In the present study, hypoglycaemia using the capillary blood glucose technique (test strips) was found in 15.9% of patients, slightly below venous blood glucose levels containing sodium fluoride (20.6%). Capillary blood glucose is an element of strong presumption of hypoglycaemia and allows a prompt management of hypoglycaemia. It is also important to note that all lower capillary glycaemias were confirmed by the reference blood glucose in our study.
In addition, blood glucose measurements using dipsticks are not sufficiently reliable to establish the diagnosis [25] ; however, in our study, there was a strong correlation between capillary glycaemia and baseline blood glucose (r = 0.97). This finding was also made by Djohan et al. [26] in a study conducted in Côte d’Ivoire, where he noted a strong correlation between venous blood glucose (cord blood) and capillary blood glucose with correlation factor (r = 0.98). Thus, capillary blood glucose could be a useful tool for screening neonatal hypoglycaemia which should be confirmed by venous blood glucose without delaying its management.

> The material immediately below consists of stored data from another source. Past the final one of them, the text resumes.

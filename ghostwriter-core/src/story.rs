//! Story text primitives: sentences, splitting, and the prompt window.

use serde::{Deserialize, Serialize};
use std::fmt;

/// Characters that already close a sentence.
const TERMINATORS: [char; 3] = ['.', '!', '?'];

/// A non-empty sentence that always ends in `.`, `!` or `?`.
#[derive(Debug, Clone, PartialEq, Eq, Serialize, Deserialize)]
#[serde(transparent)]
pub struct Sentence(String);

impl Sentence {
    /// Normalize a fragment into a sentence.
    ///
    /// Returns `None` for fragments that are empty after trimming.
    pub fn new(fragment: &str) -> Option<Self> {
        let fragment = fragment.trim();
        if fragment.is_empty() {
            return None;
        }
        if fragment.ends_with(&TERMINATORS[..]) {
            Some(Self(fragment.to_string()))
        } else {
            Some(Self(format!("{fragment}.")))
        }
    }

    pub fn as_str(&self) -> &str {
        &self.0
    }

    /// Length in characters.
    pub fn char_len(&self) -> usize {
        self.0.chars().count()
    }
}

impl fmt::Display for Sentence {
    fn fmt(&self, f: &mut fmt::Formatter<'_>) -> fmt::Result {
        f.write_str(&self.0)
    }
}

impl AsRef<str> for Sentence {
    fn as_ref(&self) -> &str {
        &self.0
    }
}

/// Split a block of text on `.` into sentences.
///
/// Empty fragments are dropped; a `.` is appended to any fragment that does
/// not already end in terminal punctuation.
pub fn split_sentences(text: &str) -> Vec<Sentence> {
    text.split('.').filter_map(Sentence::new).collect()
}

/// Join sentences with single spaces.
pub fn join_sentences(sentences: &[Sentence]) -> String {
    sentences
        .iter()
        .map(Sentence::as_str)
        .collect::<Vec<_>>()
        .join(" ")
}

/// The longest tail of `sentences` whose joined length fits in `budget` characters.
///
/// If even the newest sentence is over budget it is returned on its own.
pub fn prompt_window(sentences: &[Sentence], budget: usize) -> String {
    join_sentences(window_slice(sentences, budget))
}

fn window_slice(sentences: &[Sentence], budget: usize) -> &[Sentence] {
    if sentences.is_empty() {
        return sentences;
    }

    // Joined length = sum of sentence lengths + one separator between each pair.
    let mut remaining: usize = sentences.iter().map(Sentence::char_len).sum::<usize>()
        + sentences.len()
        - 1;

    let last = sentences.len() - 1;
    for (start, sentence) in sentences.iter().enumerate() {
        if remaining <= budget || start == last {
            return &sentences[start..];
        }
        remaining -= sentence.char_len() + 1;
    }

    &sentences[last..]
}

It is certain that the measurement of blood sugar alone cannot provide all the necessary information to fully appreciate the cerebral energy situation. Indeed, the clinical importance of hypoglycaemia depends on several factors, such as the depth of hypoglycaemia, the frequency, and duration of episodes, and possible compensations by alternative substrates, such as ketones and lactate. However, we cannot routinely evaluate the availability of all alternative fuels, and we only have discontinuous information. In addition, there are problems of interpretation related to the site of collection (venous or capillary peripheral blood is subjected to insulin), the type of blood on which the measurement is made (blood glucose levels are lower in whole blood than in plasma) and the measurement method [1] .
In any event, rapid treatment should shorten the period of hypoglycaemia and symptoms and, as a result, reduce the risk of complications [27] , as reported by Burns in 2008 [28] . Neonates with prolonged hypoglycaemia experienced neurological abnormalities in Magnetic Resonance Imaging.
5. Conclusion
Neonatal hypoglycaemia, which is relatively frequent in our conditions, must be actively sought in any newborn or with evocative symptoms by the use of capillary blood glucose (test strips). This is the best strategy to reduce the morbidity associated with hypoglycaemia, and therefore, prevent neurological sequelae or even deaths related to this hypoglycaemia.